Keywords

1 Introduction

Shape analysis is a broad and growing subject addressing the analysis of different types of data ranging from surfaces, landmarks, animation data etc. In this paper shapes are unparametrized curves. Mathematically a shape is an equivalence class of curves under reparameterization, that is, two curves \(c_0, c_1:[0,1]\rightarrow M\) are equivalent and determine the same shape if there exists a strictly increasing smooth bijection \(\varphi :[0,1]\rightarrow [0,1]\) such that \(c_1 = c_0\circ \varphi \). For a given curve c we denote by [c] the corresponding shape.

The similarity between two shapes \([c_0],[c_1]\) is then defined by creating a distance function \(d_\mathcal {S}\) on the space of shapes \(\mathcal {S}\),

$$\begin{aligned} d_\mathcal {S}([c_0],[c_1]) := \inf _{\begin{array}{c} \varphi \end{array}}d_\mathcal {P}(c_0, c_1\circ \varphi ) \end{aligned}$$
(1)

where \(d_{\mathcal P}\) is a suitable reparameterization invariant Riemannian distance on the manifold of parametrized curves.
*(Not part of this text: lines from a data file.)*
//! Configuration validation.

use super::ShimConfig;
use crate::error::{Result, ShimError};

/// Validate the configuration.
pub fn validate(config: &ShimConfig) -> Result<()> {
    let ext = config.default_extension.as_str();
    if ext.trim().is_empty() {
        return Err(ShimError::Config("default_extension is required".into()));
    }
    if ext.starts_with('.') {
        return Err(ShimError::Config(format!(
            "default_extension must not start with '.', got '{}'",
            ext
        )));
    }
    if ext.contains(['/', '\\']) {
        return Err(ShimError::Config(format!(
            "default_extension must not contain path separators, got '{}'",
            ext
        )));
    }

    if let Some(ref dir) = config.data_directory {
        if dir.as_os_str().is_empty() {
            return Err(ShimError::Config(
                "data_directory cannot be empty when set".into(),
            ));
        }
    }

    Ok(())
}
Finding the optimal reparameterization \(\varphi \) is however computationally demanding, and in many applications simply unnecessary. This is specifically the case of applications where the optimal parametrization is not explicitly used for further calculations, e.g. problems of identification and classification. Ways of circumventing this step are therefore of great interest.

In recent years, after extensive work by Terry Lyons and collaborators, the theory of rough paths has gained considerable importance as a toolbox for mathematical analysis and for mathematical modeling in applications. In this context, the signature map provides a faithful representation of paths, capturing their essential global properties. A fundamental property of the signature is its invariance under reparameterization, surmising its importance for shapes.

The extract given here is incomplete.